# Serial rebounder or just moves on quickly?



## cupranod (Jul 7, 2010)

My marriage is just about to come to an end,we separated 7 months ago having been together almost 8 years,and married for just over 3.We have a 4 year old Son.

My Wife has filed for divorce,following a period of illness I had with serious depression;she said she had had enough of it.Obviously there's more to it,she had little physical interest in me for a long time and at times just seemed indifferent.She wasn't the most affectionate of people,very in control of her emotions.

When we met,she was 3 months out of an 8 year relationship,and prior to that she was married for the same length of time before she ended that,leaving her then 3 year old with his Father as she 'thought he would have a better life'. 
She does seem to move on very quickly,and after I moved out (even just before) she started seeing another man,which she still is,but describes him as 'adult convesation and company,and one of many friends'.Obviously she won't divulge to me what's going on due to divorce proceedings,but it's pretty obvious.I have asked her,but she rightly says to mind my own business and 'move on',which she has done rapidly!! She knows this man from her youth many years back.

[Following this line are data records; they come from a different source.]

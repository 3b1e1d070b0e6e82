//! Client connection
//!
//! [`RtmpConnection::connect`] runs the handshake and `connect` command on a
//! fresh socket, retrying with Adobe authentication when the server asks for
//! it, and then hands the socket to a worker task. The worker owns the
//! [`ClientSession`] and is the only place the socket is read or written;
//! handles talk to it over a channel.

use std::io;
use std::sync::Arc;
use std::time::Duration;

use bytes::BytesMut;
use tokio::io::{AsyncReadExt, AsyncWriteExt, BufReader, BufWriter, ReadHalf, WriteHalf};
use tokio::net::TcpStream;
use tokio::sync::{mpsc, oneshot};
use tokio::time::{timeout, Instant};

use crate::amf::AmfValue;
use crate::client::auth::{AdobeAuth, AuthDecision};
use crate::client::config::{ClientConfig, ParsedUrl};
use crate::client::event::StatusEvent;
use crate::client::session::{ClientSession, ConnectionState, Request};
use crate::client::stream::RtmpStream;
use crate::error::{Error, HandshakeError, Result};
use crate::protocol::constants::NC_CONNECT_REJECTED;
use crate::protocol::message::Command;
use crate::stats::{ConnectionStats, SessionStats};

const BUFFER_SIZE: usize = 64 * 1024;

/// Handle to a connected RTMP session
///
/// Cheap to clone. The connection closes when [`close`](Self::close) is
/// called or when every handle, stream and frame sender is dropped.
#[derive(Clone)]
pub struct RtmpConnection {
    requests: mpsc::Sender<Request>,
    stats: Arc<ConnectionStats>,
}

impl RtmpConnection {
    /// Connect to `config.url`
    ///
    /// Returns the handle and the receiver for connection status events. The
    /// first event is `NetConnection.Connect.Success`, the last is always
    /// `NetConnection.Connect.Closed`.
    pub async fn connect(
        config: ClientConfig,
    ) -> Result<(Self, mpsc::UnboundedReceiver<StatusEvent>)> {
        let parsed = config.parse_url()?;
        let auth = match (&parsed.user, &parsed.password) {
            (Some(user), Some(password)) => Some(AdobeAuth::new(user.as_str(), password.as_str())),
            _ => None,
        };

        let mut url = parsed.clone();
        let mut auth_attempts = 0;

        loop {
            let attempt = timeout(config.connect_timeout, establish(&config, &url))
                .await
                .map_err(|_| Error::Timeout)?;

            let (code, description) = match attempt {
                Ok(connected) => return Ok(connected),
                Err(Error::Command { code, description }) if code == NC_CONNECT_REJECTED => {
                    (code, description)
                }
                Err(e) => return Err(e),
            };

            let Some(auth) = &auth else {
                return Err(Error::Command { code, description });
            };

            match auth.on_rejected(&description) {
                AuthDecision::Retry(query) => {
                    if auth_attempts >= config.max_auth_attempts {
                        return Err(Error::Auth(format!(
                            "still rejected after {auth_attempts} attempts"
                        )));
                    }
                    auth_attempts += 1;
                    tracing::debug!(attempt = auth_attempts, "Server requested authentication, reconnecting");
                    url = parsed.with_query(&query);
                }
                AuthDecision::Failed(reason) => return Err(Error::Auth(reason)),
                AuthDecision::NotAuth => return Err(Error::Command { code, description }),
            }
        }
    }

    /// Ask the server for a new message stream
    pub async fn create_stream(&self) -> Result<RtmpStream> {
        let (events, events_rx) = mpsc::unbounded_channel();
        let (reply, rx) = oneshot::channel();
        self.request(Request::CreateStream { events, reply }).await?;
        let id = rx.await.map_err(|_| Error::ConnectionClosed)??;

        Ok(RtmpStream::new(id, self.requests.clone(), events_rx, self.stats.clone()))
    }

    /// Invoke an arbitrary server method and wait for its `_result`
    ///
    /// An `_error` reply becomes [`Error::Command`].
    pub async fn call(&self, name: &str, arguments: Vec<AmfValue>) -> Result<Command> {
        let (reply, rx) = oneshot::channel();
        self.request(Request::Call {
            name: name.to_string(),
            arguments,
            reply,
        })
        .await?;
        rx.await.map_err(|_| Error::ConnectionClosed)?
    }

    pub fn stats(&self) -> SessionStats {
        self.stats.snapshot()
    }

    pub fn is_closed(&self) -> bool {
        self.requests.is_closed()
    }

    /// Tear down every stream, then the socket
    ///
    /// Resolves once the connection is gone. Closing twice is a no-op.
    pub async fn close(&self) {
        let (reply, rx) = oneshot::channel();
        if self.request(Request::Close { reply }).await.is_ok() {
            let _ = rx.await;
        }
    }

    async fn request(&self, request: Request) -> Result<()> {
        self.requests.send(request).await.map_err(|_| Error::ConnectionClosed)
    }
}

impl std::fmt::Debug for RtmpConnection {
    fn fmt(&self, f: &mut std::fmt::Formatter<'_>) -> std::fmt::Result {
        f.debug_struct("RtmpConnection")
            .field("closed", &self.is_closed())
            .finish()
    }
}

/// One connection attempt: socket, handshake, `connect`
async fn establish(
    config: &ClientConfig,
    url: &ParsedUrl,
) -> Result<(RtmpConnection, mpsc::UnboundedReceiver<StatusEvent>)> {
    let addr = url.addr();
    tracing::debug!(addr = %addr, app = %url.app, "Connecting");

    let socket = TcpStream::connect(&addr).await?;
    if config.tcp_nodelay {
        socket.set_nodelay(true)?;
    }
    let (read_half, write_half) = tokio::io::split(socket);

    let stats = Arc::new(ConnectionStats::new());
    let (events_tx, events_rx) = mpsc::unbounded_channel();

    let mut worker = Worker {
        session: ClientSession::new(config, url, stats.clone(), events_tx),
        reader: BufReader::with_capacity(BUFFER_SIZE, read_half),
        writer: BufWriter::with_capacity(BUFFER_SIZE, write_half),
        read_buf: BytesMut::with_capacity(BUFFER_SIZE),
        write_buf: BytesMut::with_capacity(BUFFER_SIZE),
        read_timeout: config.read_timeout,
    };

    worker.session.start()?;
    loop {
        worker.flush().await?;
        if let Some(outcome) = worker.session.take_connect_outcome() {
            outcome?;
            break;
        }
        worker.read().await?;
    }

    let (requests, requests_rx) = mpsc::channel(config.request_capacity.max(1));
    tokio::spawn(worker.run(requests_rx));

    Ok((RtmpConnection { requests, stats }, events_rx))
}

enum Wake {
    Request(Option<Request>),
    Read(io::Result<usize>),
    ReadTimeout,
}

/// Owner of the socket and the session
struct Worker {
    session: ClientSession,
    reader: BufReader<ReadHalf<TcpStream>>,
    writer: BufWriter<WriteHalf<TcpStream>>,
    read_buf: BytesMut,
    write_buf: BytesMut,
    read_timeout: Duration,
}

impl Worker {
    async fn run(mut self, requests: mpsc::Receiver<Request>) {
        let result = self.process(requests).await;

        match &result {
            Err(e) if e.is_fatal() => tracing::warn!(error = %e, "Connection lost"),
            Err(e) => tracing::debug!(error = %e, "Connection worker stopped"),
            Ok(()) => {}
        }
        if let Err(e) = self.writer.shutdown().await {
            tracing::trace!(error = %e, "Socket shutdown failed");
        }

        self.session.finish(result.err().as_ref());
    }

    async fn process(&mut self, mut requests: mpsc::Receiver<Request>) -> Result<()> {
        let mut last_read = Instant::now();

        loop {
            self.flush().await?;
            if self.session.is_closing() {
                return Ok(());
            }

            let expecting = self.session.expects_data();
            if !expecting {
                last_read = Instant::now();
            }
            let deadline = last_read + self.read_timeout;

            let wake = tokio::select! {
                request = requests.recv() => Wake::Request(request),
                read = self.reader.read_buf(&mut self.read_buf) => Wake::Read(read),
                _ = tokio::time::sleep_until(deadline), if expecting => Wake::ReadTimeout,
            };

            match wake {
                Wake::Request(Some(request)) => self.session.handle_request(request),
                Wake::Request(None) => {
                    tracing::debug!("All handles dropped, closing");
                    self.session.begin_close(None);
                }
                Wake::Read(read) => {
                    let n = read?;
                    if n == 0 {
                        return Err(Error::ConnectionClosed);
                    }
                    last_read = Instant::now();
                    self.session.receive(&mut self.read_buf, n)?;
                }
                Wake::ReadTimeout => {
                    return Err(io::Error::new(io::ErrorKind::TimedOut, "no data from server").into());
                }
            }
        }
    }

    async fn read(&mut self) -> Result<()> {
        let n = self.reader.read_buf(&mut self.read_buf).await?;
        if n == 0 {
            return Err(match self.session.state() {
                ConnectionState::Handshaking => HandshakeError::ConnectionClosed.into(),
                _ => Error::ConnectionClosed,
            });
        }
        self.session.receive(&mut self.read_buf, n)
    }

    async fn flush(&mut self) -> Result<()> {
        self.session.flush(&mut self.write_buf);
        if !self.write_buf.is_empty() {
            self.writer.write_all(&self.write_buf).await?;
            self.writer.flush().await?;
            self.write_buf.clear();
        }
        Ok(())
    }
}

During my depression I felt very unwanted,and took myself off away at weekends just to get away.She thought I was having an affair,which I wasn't,and said she couldn't trust me.I did become friends (only!!) with another couple of women,which she didn't like! Now she says to me 'well it's ok for me to have a man friend,the same as you had women friends.'It's like she is trying to get back at me!! She glams herself up now,whereas she never bothered before,and seems completely over me. I'm moving on with my life to rebuild it elsewhere.

How the hell do people move from one relationship to another so fast!!?? Maybe she had emotionally checked out a long time before!


----------



## greeneyeddolphin (May 31, 2010)

She might be one of those people who just can't handle being alone. Some people just can't be single. They need a relationship to feel worthy or grown up. Or they feel like they have to prove something. Maybe prove that the failure of the last relationship wasn't their fault, or to prove that they are attractive or whatever. The fact that all these relationships keep failing, to me, are an indication that there is something going on with her that she refuses to address. I'm not saying it's her fault, necessarily, that they fail, but there's something she's not getting. Maybe she's picking the wrong kind of guy (not that there's anything wrong with you; some people just aren't compatible, you know?), or maybe she just isn't the committed relationship type and refuses to see it. 

Don't let her moving on affect you so much. If you two are done, I would just deal with the feelings that go along with that decision, and move on with your life. Whatever she is or isn't doing, she'll either eventually find happiness or continue to do what she's doing and be miserable. You can't control it, you can only control your life. Move on and find someone with whom you can have a happy, satisfying relationship.


----------



## AFEH (May 18, 2010)

cupranod said:


> How the hell do people move from one relationship to another so fast!!?? Maybe she had emotionally checked out a long time before!


Maybe she wasn’t emotionally checked in in the first place. If she wasn’t that may have been part of the cause of your depression. There are reasons we get depressed. Life has many stresses and strains both inside and outside of the marriage. In tough times we instinctively, naturally expect emotional support from our partner and when it’s not there that fact alone can make us depressed.

Maybe she’s just “emotionally dead”. Not many women let go of a child, there’ll be a reason for that. Sounds like you’re well out to me and she’s unwittingly done you a favour.

Bob


----------